-- Extracted data follows --
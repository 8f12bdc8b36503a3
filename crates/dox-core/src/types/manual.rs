//! Manual selection input and the persisted manual registry records.

use crate::error::{DoxError, Result};
use crate::types::PolicyCategory;
use chrono::{DateTime, Utc};
use serde::{Deserialize, Serialize};
use std::fmt;

/// Output mode of an assembly request.
#[derive(Debug, Clone, Copy, PartialEq, Eq, Hash, Default, Serialize, Deserialize)]
#[serde(rename_all = "lowercase")]
pub enum OutputFormat {
    /// Render the binary document and record it in the registry.
    #[default]
    Pdf,
    /// Return the structure only; no document, no side effects.
    Preview,
}

/// The ephemeral input to manual assembly.
///
/// `include_toc` / `include_index` are optional so that a named template can
/// supply them; [`ManualSelection::resolve_flags`] applies the precedence.
#[derive(Debug, Clone, PartialEq, Serialize, Deserialize)]
pub struct ManualSelection {
    pub title: String,
    #[serde(default)]
    pub sport_id: Option<i64>,
    /// Explicit policy ids. When non-empty, category and sport filters are ignored.
    #[serde(default)]
    pub policy_ids: Option<Vec<String>>,
    #[serde(default)]
    pub categories: Option<Vec<PolicyCategory>>,
    #[serde(default)]
    pub include_toc: Option<bool>,
    #[serde(default)]
    pub include_index: Option<bool>,
    #[serde(default)]
    pub template: Option<String>,
    #[serde(default)]
    pub format: OutputFormat,
}

impl ManualSelection {
    #[must_use]
    pub fn new(title: impl Into<String>) -> Self {
        Self {
            title: title.into(),
            sport_id: None,
            policy_ids: None,
            categories: None,
            include_toc: None,
            include_index: None,
            template: None,
            format: OutputFormat::Pdf,
        }
    }

    /// Parse tool arguments into a selection.
    ///
    /// # Errors
    ///
    /// Returns [`DoxError::InvalidParams`] for missing/blank titles, unknown
    /// categories or wrong value types. Unrecognised keys are ignored.
    pub fn from_value(args: serde_json::Value) -> Result<Self> {
        let selection: Self = serde_json::from_value(args)
            .map_err(|e| DoxError::InvalidParams(format!("Invalid manual selection: {e}")))?;
        selection.validate()?;
        Ok(selection)
    }

    /// # Errors
    ///
    /// Returns [`DoxError::InvalidParams`] when the title is blank.
    pub fn validate(&self) -> Result<()> {
        if self.title.trim().is_empty() {
            return Err(DoxError::InvalidParams("title must not be empty".to_string()));
        }
        Ok(())
    }

    #[must_use]
    pub fn with_sport(mut self, sport_id: i64) -> Self {
        self.sport_id = Some(sport_id);
        self
    }

    #[must_use]
    pub fn with_policy_ids<I, S>(mut self, ids: I) -> Self
    where
        I: IntoIterator<Item = S>,
        S: Into<String>,
    {
        self.policy_ids = Some(ids.into_iter().map(Into::into).collect());
        self
    }

    #[must_use]
    pub fn with_categories(mut self, categories: impl IntoIterator<Item = PolicyCategory>) -> Self {
        self.categories = Some(categories.into_iter().collect());
        self
    }

    #[must_use]
    pub const fn with_toc(mut self, include: bool) -> Self {
        self.include_toc = Some(include);
        self
    }

    #[must_use]
    pub const fn with_index(mut self, include: bool) -> Self {
        self.include_index = Some(include);
        self
    }

    #[must_use]
    pub fn with_template(mut self, template: impl Into<String>) -> Self {
        self.template = Some(template.into());
        self
    }

    #[must_use]
    pub const fn with_format(mut self, format: OutputFormat) -> Self {
        self.format = format;
        self
    }

    /// Explicit policy ids, if any were given.
    #[must_use]
    pub fn explicit_policy_ids(&self) -> Option<&[String]> {
        self.policy_ids.as_deref().filter(|ids| !ids.is_empty())
    }

    /// Resolve `(include_toc, include_index)`: explicit flags, then the
    /// template's configuration, then `true`.
    #[must_use]
    pub fn resolve_flags(&self, template: Option<&TemplateConfig>) -> (bool, bool) {
        let toc = self
            .include_toc
            .or_else(|| template.and_then(|t| t.include_toc))
            .unwrap_or(true);
        let index = self
            .include_index
            .or_else(|| template.and_then(|t| t.include_index))
            .unwrap_or(true);
        (toc, index)
    }
}

/// Snapshot of the options that produced (or will produce) a manual.
#[derive(Debug, Clone, PartialEq, Eq, Default, Serialize, Deserialize)]
#[serde(default)]
pub struct TemplateConfig {
    #[serde(skip_serializing_if = "Option::is_none")]
    pub categories: Option<Vec<PolicyCategory>>,
    #[serde(skip_serializing_if = "Option::is_none")]
    pub policy_ids: Option<Vec<String>>,
    #[serde(skip_serializing_if = "Option::is_none")]
    pub include_toc: Option<bool>,
    #[serde(skip_serializing_if = "Option::is_none")]
    pub include_index: Option<bool>,
    #[serde(skip_serializing_if = "Option::is_none")]
    pub include_appendices: Option<bool>,
    #[serde(skip_serializing_if = "Option::is_none")]
    pub template: Option<String>,
    #[serde(skip_serializing_if = "Option::is_none")]
    pub style: Option<String>,
}

impl TemplateConfig {
    /// Snapshot of a selection after flag resolution.
    #[must_use]
    pub fn from_selection(selection: &ManualSelection, include_toc: bool, include_index: bool) -> Self {
        Self {
            categories: selection.categories.clone(),
            policy_ids: selection.policy_ids.clone(),
            include_toc: Some(include_toc),
            include_index: Some(include_index),
            include_appendices: None,
            template: selection.template.clone(),
            style: None,
        }
    }
}

/// Registry visibility of a manual descriptor.
///
/// Descriptors are written `Pending` and flipped to `Complete` once their
/// sections are stored; readers ignore pending descriptors.
#[derive(Debug, Clone, Copy, PartialEq, Eq, Hash, Default, Serialize, Deserialize)]
#[serde(rename_all = "lowercase")]
pub enum ManualStatus {
    Pending,
    #[default]
    Complete,
}

impl fmt::Display for ManualStatus {
    fn fmt(&self, f: &mut fmt::Formatter<'_>) -> fmt::Result {
        f.write_str(match self {
            Self::Pending => "pending",
            Self::Complete => "complete",
        })
    }
}

/// Persisted record of a generated manual or a reusable template.
#[derive(Debug, Clone, PartialEq, Serialize, Deserialize)]
pub struct ManualDescriptor {
    pub id: String,
    pub title: String,
    #[serde(default)]
    pub description: Option<String>,
    #[serde(default)]
    pub sport_id: Option<i64>,
    #[serde(default)]
    pub is_template: bool,
    #[serde(default)]
    pub template_config: TemplateConfig,
    #[serde(default)]
    pub status: ManualStatus,
    pub created_at: DateTime<Utc>,
}

impl ManualDescriptor {
    #[inline]
    #[must_use]
    pub fn is_visible(&self) -> bool {
        self.status == ManualStatus::Complete
    }
}

/// Insert payload for a manual descriptor; the store assigns id and timestamp.
#[derive(Debug, Clone, PartialEq)]
pub struct NewManual {
    pub title: String,
    pub description: Option<String>,
    pub sport_id: Option<i64>,
    pub is_template: bool,
    pub template_config: TemplateConfig,
}

/// Binding of one policy to one position within one manual.
#[derive(Debug, Clone, PartialEq, Eq, Serialize, Deserialize)]
pub struct ManualSection {
    pub manual_id: String,
    pub policy_id: String,
    /// 1-based, contiguous within a manual.
    pub section_order: u32,
    pub section_title: String,
}

#[cfg(test)]
mod tests {
    use super::*;
    use serde_json::json;

    #[test]
    fn test_selection_defaults() {
        let selection = ManualSelection::from_value(json!({"title": "Handbook"})).unwrap();
        assert_eq!(selection.format, OutputFormat::Pdf);
        assert_eq!(selection.resolve_flags(None), (true, true));
        assert!(selection.explicit_policy_ids().is_none());
    }

    #[test]
    fn test_selection_rejects_blank_title() {
        let err = ManualSelection::from_value(json!({"title": "   "})).unwrap_err();
        assert!(matches!(err, DoxError::InvalidParams(_)));
    }

    #[test]
    fn test_selection_rejects_missing_title() {
        assert!(ManualSelection::from_value(json!({"format": "preview"})).is_err());
    }

    #[test]
    fn test_selection_rejects_unknown_category() {
        let err = ManualSelection::from_value(json!({
            "title": "T",
            "categories": ["officiating", "curling"]
        }))
        .unwrap_err();
        assert!(err.to_string().contains("curling"));
    }

    #[test]
    fn test_selection_parses_full_arguments() {
        let selection = ManualSelection::from_value(json!({
            "title": "Baseball",
            "sport_id": 3,
            "categories": ["officiating", "playing_rules"],
            "include_toc": false,
            "format": "preview"
        }))
        .unwrap();
        assert_eq!(selection.sport_id, Some(3));
        assert_eq!(
            selection.categories,
            Some(vec![PolicyCategory::Officiating, PolicyCategory::PlayingRules])
        );
        assert_eq!(selection.format, OutputFormat::Preview);
        assert_eq!(selection.resolve_flags(None), (false, true));
    }

    #[test]
    fn test_empty_policy_id_list_is_not_explicit() {
        let selection = ManualSelection::new("T").with_policy_ids(Vec::<String>::new());
        assert!(selection.explicit_policy_ids().is_none());
    }

    #[test]
    fn test_template_flags_fill_gaps_but_explicit_wins() {
        let compact = TemplateConfig {
            include_toc: Some(false),
            include_index: Some(false),
            ..TemplateConfig::default()
        };
        let selection = ManualSelection::new("T").with_index(true);
        assert_eq!(selection.resolve_flags(Some(&compact)), (false, true));
    }

    #[test]
    fn test_template_config_skips_absent_fields() {
        let config = TemplateConfig {
            include_toc: Some(true),
            ..TemplateConfig::default()
        };
        let value = serde_json::to_value(&config).unwrap();
        assert_eq!(value, json!({"include_toc": true}));
    }
}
-- Extracted data concluded --
Work instructions - Sift through the material above and copy the lines that contain the word "DateTime".

Written answer -
use chrono::{DateTime, Utc};
    pub created_at: DateTime<Utc>,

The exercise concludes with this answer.